Subjectively, touch typing is surprisingly comfortable. So even if I'm completely wrong about the above, I still feel better, and that alone is worth the investment.
http://sites.google.com/site/steveyegge2/practicing-programm...
Now, does doubling your typing speed also double your productivity? No, of course not, you spend time thinking, looking through code, reading specs, searching for solutions, compiling, etc. But I don't see how improving your typing speed would not result in at least some productivity gains.
why?
P.S. - if you can answer without the elitist bullshit, people will probably stop down voting you.
The idea of MC never appealed to me so I admit I've never used it. When I see other people using it it seems awkward and slow, and the people using it never seem to know much about unix. Of course it could be that they just don't know the application well and it is in fact really fantastic. So my perception could be completely wrong.
the sysadmins in question used mc to delete weird named files just because they never bothered to learn correct argument passing in bash. they didn't know about quotes for filenames with spaces, they didn't know about '--' flag parsing termination argument. when their badly written script broke, they just manually fixed with mc and call it a day.
it's like seeing someone not using the scroll wheel to scroll. If you think that's elitist so be it. http://www.reddit.com/tb/df8cd
I knew a guy who actually did this - he worked for a company that maintained process control systems for "serious" customers (steel mills, nuclear power stations).

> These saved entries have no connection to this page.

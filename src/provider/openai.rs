// src/provider/openai.rs — OpenAI Chat Completions provider
//
// Also serves OpenAI-compatible endpoints (DeepSeek) through `with_base_url`.

use async_trait::async_trait;
use std::time::Duration;

use super::{ChatRequest, ChatResponse, ModelProvider, StopReason, TokenUsage};
use crate::infra::errors::DevflowError;

pub struct OpenAIProvider {
    id: String,
    display_name: String,
    api_key: String,
    client: reqwest::Client,
    base_url: String,
}

impl OpenAIProvider {
    pub fn new(api_key: String) -> Self {
        Self::with_base_url("openai", "OpenAI", api_key, "https://api.openai.com/v1".into())
    }

    pub fn with_base_url(
        id: impl Into<String>,
        display_name: impl Into<String>,
        api_key: String,
        base_url: String,
    ) -> Self {
        Self {
            id: id.into(),
            display_name: display_name.into(),
            api_key,
            client: reqwest::Client::new(),
            base_url,
        }
    }

    pub fn with_timeout(mut self, timeout: Duration) -> Self {
        self.client = reqwest::Client::builder()
            .timeout(timeout)
            .build()
            .unwrap_or_else(|_| reqwest::Client::new());
        self
    }

    pub(crate) fn build_request_body(request: &ChatRequest) -> serde_json::Value {
        let mut messages = Vec::with_capacity(request.messages.len() + 1);
        if let Some(system) = &request.system {
            messages.push(serde_json::json!({
                "role": "system",
                "content": system,
            }));
        }
        for m in &request.messages {
            messages.push(serde_json::json!({
                "role": m.role.as_str(),
                "content": m.content,
            }));
        }

        let mut body = serde_json::json!({
            "model": request.model,
            "messages": messages,
        });

        if let Some(max_tokens) = request.max_tokens {
            body["max_tokens"] = serde_json::json!(max_tokens);
        }
        if let Some(temp) = request.temperature {
            body["temperature"] = serde_json::json!(temp);
        }
        body
    }

    /// Decode a 2xx body. A body without `choices[0].message.content` is a
    /// non-retriable provider error, carrying the API's own message if any.
    pub(crate) fn parse_response(
        provider: &str,
        resp: &serde_json::Value,
    ) -> Result<ChatResponse, DevflowError> {
        let choice = &resp["choices"][0];
        let Some(content) = choice["message"]["content"].as_str() else {
            let detail = resp["error"]["message"]
                .as_str()
                .unwrap_or("no choices[0].message.content");
            return Err(DevflowError::Provider {
                provider: provider.to_string(),
                message: format!("Malformed response: {}", detail),
                retriable: false,
            });
        };

        let usage = TokenUsage {
            input_tokens: resp["usage"]["prompt_tokens"].as_u64().unwrap_or(0) as u32,
            output_tokens: resp["usage"]["completion_tokens"].as_u64().unwrap_or(0) as u32,
        };

        let stop_reason = match choice["finish_reason"].as_str() {
            Some("stop") => StopReason::EndTurn,
            Some("length") => StopReason::MaxTokens,
            _ => StopReason::Unknown,
        };

        Ok(ChatResponse {
            content: content.to_string(),
            usage,
            stop_reason,
        })
    }
}

#[async_trait]
impl ModelProvider for OpenAIProvider {
    fn id(&self) -> &str {
        &self.id
    }

    fn name(&self) -> &str {
        &self.display_name
    }

    async fn chat(&self, request: ChatRequest) -> Result<ChatResponse, DevflowError> {
        let body = Self::build_request_body(&request);

        let response = self
            .client
            .post(format!("{}/chat/completions", self.base_url))
            .header("Authorization", format!("Bearer {}", self.api_key))
            .json(&body)
            .send()
            .await
            .map_err(|e| DevflowError::Provider {
                provider: self.id.clone(),
                message: e.to_string(),
                retriable: e.is_timeout() || e.is_connect(),
            })?;

        let status = response.status();
        if status == reqwest::StatusCode::TOO_MANY_REQUESTS {
            let retry_after = response
                .headers()
                .get("retry-after")
                .and_then(|v| v.to_str().ok())
                .and_then(|v| v.parse::<u64>().ok())
                .unwrap_or(5);
            return Err(DevflowError::RateLimited {
                provider: self.id.clone(),
                retry_after_ms: retry_after * 1000,
            });
        }

        if !status.is_success() {
            let error_body = response.text().await.unwrap_or_default();
            return Err(DevflowError::Provider {
                provider: self.id.clone(),
                message: format!("HTTP {}: {}", status, error_body),
                retriable: status.is_server_error(),
            });
        }

        let resp: serde_json::Value = response.json().await.map_err(|e| DevflowError::Provider {
            provider: self.id.clone(),
            message: format!("Failed to parse response: {}", e),
            retriable: false,
        })?;

        Self::parse_response(&self.id, &resp)
    }
}

#[cfg(test)]
mod tests {
    use super::*;
    use crate::provider::Message;

    #[test]
    fn test_body_puts_system_first() {
        let req = ChatRequest {
            model: "gpt-4o-mini-2024-07-18".into(),
            messages: vec![Message::user("hi")],
            temperature: Some(0.7),
            system: Some("be brief".into()),
            ..Default::default()
        };
        let body = OpenAIProvider::build_request_body(&req);
        assert_eq!(body["model"], "gpt-4o-mini-2024-07-18");
        assert_eq!(body["messages"][0]["role"], "system");
        assert_eq!(body["messages"][0]["content"], "be brief");
        assert_eq!(body["messages"][1]["role"], "user");
        assert!((body["temperature"].as_f64().unwrap() - 0.7).abs() < 1e-6);
        assert!(body.get("max_tokens").is_none());
    }

    #[test]
    fn test_body_without_temperature() {
        let req = ChatRequest {
            model: "o1-mini".into(),
            messages: vec![Message::user("hi")],
            ..Default::default()
        };
        let body = OpenAIProvider::build_request_body(&req);
        assert!(body.get("temperature").is_none());
        assert_eq!(body["messages"].as_array().unwrap().len(), 1);
    }

    #[test]
    fn test_parse_response() {
        let resp = serde_json::json!({
            "choices": [{
                "message": { "role": "assistant", "content": "0.8" },
                "finish_reason": "stop"
            }],
            "usage": { "prompt_tokens": 12, "completion_tokens": 3 }
        });
        let parsed = OpenAIProvider::parse_response("openai", &resp).unwrap();
        assert_eq!(parsed.content, "0.8");
        assert_eq!(parsed.usage, TokenUsage::new(12, 3));
        assert_eq!(parsed.stop_reason, StopReason::EndTurn);
    }

    #[test]
    fn test_parse_response_missing_fields() {
        let resp = serde_json::json!({ "usage": { "prompt_tokens": 5, "completion_tokens": 0 } });
        let err = OpenAIProvider::parse_response("openai", &resp).unwrap_err();
        assert!(matches!(err, DevflowError::Provider { retriable: false, .. }));
        assert!(!err.is_retriable());
    }

    #[test]
    fn test_parse_response_error_body_is_reported() {
        let resp = serde_json::json!({ "error": { "message": "The model is overloaded" } });
        let err = OpenAIProvider::parse_response("deepseek", &resp).unwrap_err();
        let msg = err.to_string();
        assert!(msg.contains("deepseek"), "{msg}");
        assert!(msg.contains("The model is overloaded"), "{msg}");
    }

    #[test]
    fn test_parse_response_allows_empty_content() {
        let resp = serde_json::json!({
            "choices": [{ "message": { "content": "" }, "finish_reason": "length" }]
        });
        let parsed = OpenAIProvider::parse_response("openai", &resp).unwrap();
        assert!(parsed.content.is_empty());
        assert_eq!(parsed.stop_reason, StopReason::MaxTokens);
        assert_eq!(parsed.usage.total(), 0);
    }

    #[test]
    fn test_custom_base_url_identity() {
        let p = OpenAIProvider::with_base_url(
            "deepseek",
            "DeepSeek",
            "k".into(),
            "https://api.deepseek.com/v1".into(),
        );
        assert_eq!(p.id(), "deepseek");
        assert_eq!(p.name(), "DeepSeek");
    }
}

One steel plant had some ancient mainframe controlling things and it originally booted from paper tape that had long since worn out in the eons since it was installed and been replaced with a sturdy leather belt.
He had to patch the boot code - so hence had to resort to a handdrill to drill some new holes in the leather belt.
On the other hand, Perl rarely changes. If you find yourself forced into a Perl 4 system you can still use the basics of Perl 5. IMO, if you have a relatively complex job to perform, Perl is going to be more reliable than Bash.
It seems like if you're concerned with portability, you shouldn't be writing a shell script in the first place.
Yes the tools behave differently on different systems, but 99.9% of the time there's very basic syntax that is respected across all versions of the tools. Stick to BSD4.4 C Shell syntax (http://docs.freebsd.org/44doc/usd/04.csh/paper.html), don't rely on regular expressions in grep, and stick to the very basics of sed and awk and you can go pretty far in Unix.
Any of the following commands which existed on some archaic version of Unix will still exist and their limited but useful functionality can be extended in lots of ways, and is pretty darn portable. https://secure.wikimedia.org/wikipedia/en/wiki/List_of_Unix_...
Other cute things I have discovered lately: You can actually click in ncurses dialogs running in your terminal, even over SSH, if you run a proper terminal. Coming from a PuTTYish background, that is definitely not obvious ;)
esc v
esc gets you out of input mode, and v takes the current command line that you're editing and opens a full vi/vim session initialized with the command line. After you're done editing it, :wq quits vi and executes the command. If you change your mind, delete everything in the buffer and then :wq
This is handy if you're editing a biggish command, particularly one from recent history like a loop or anything with a block.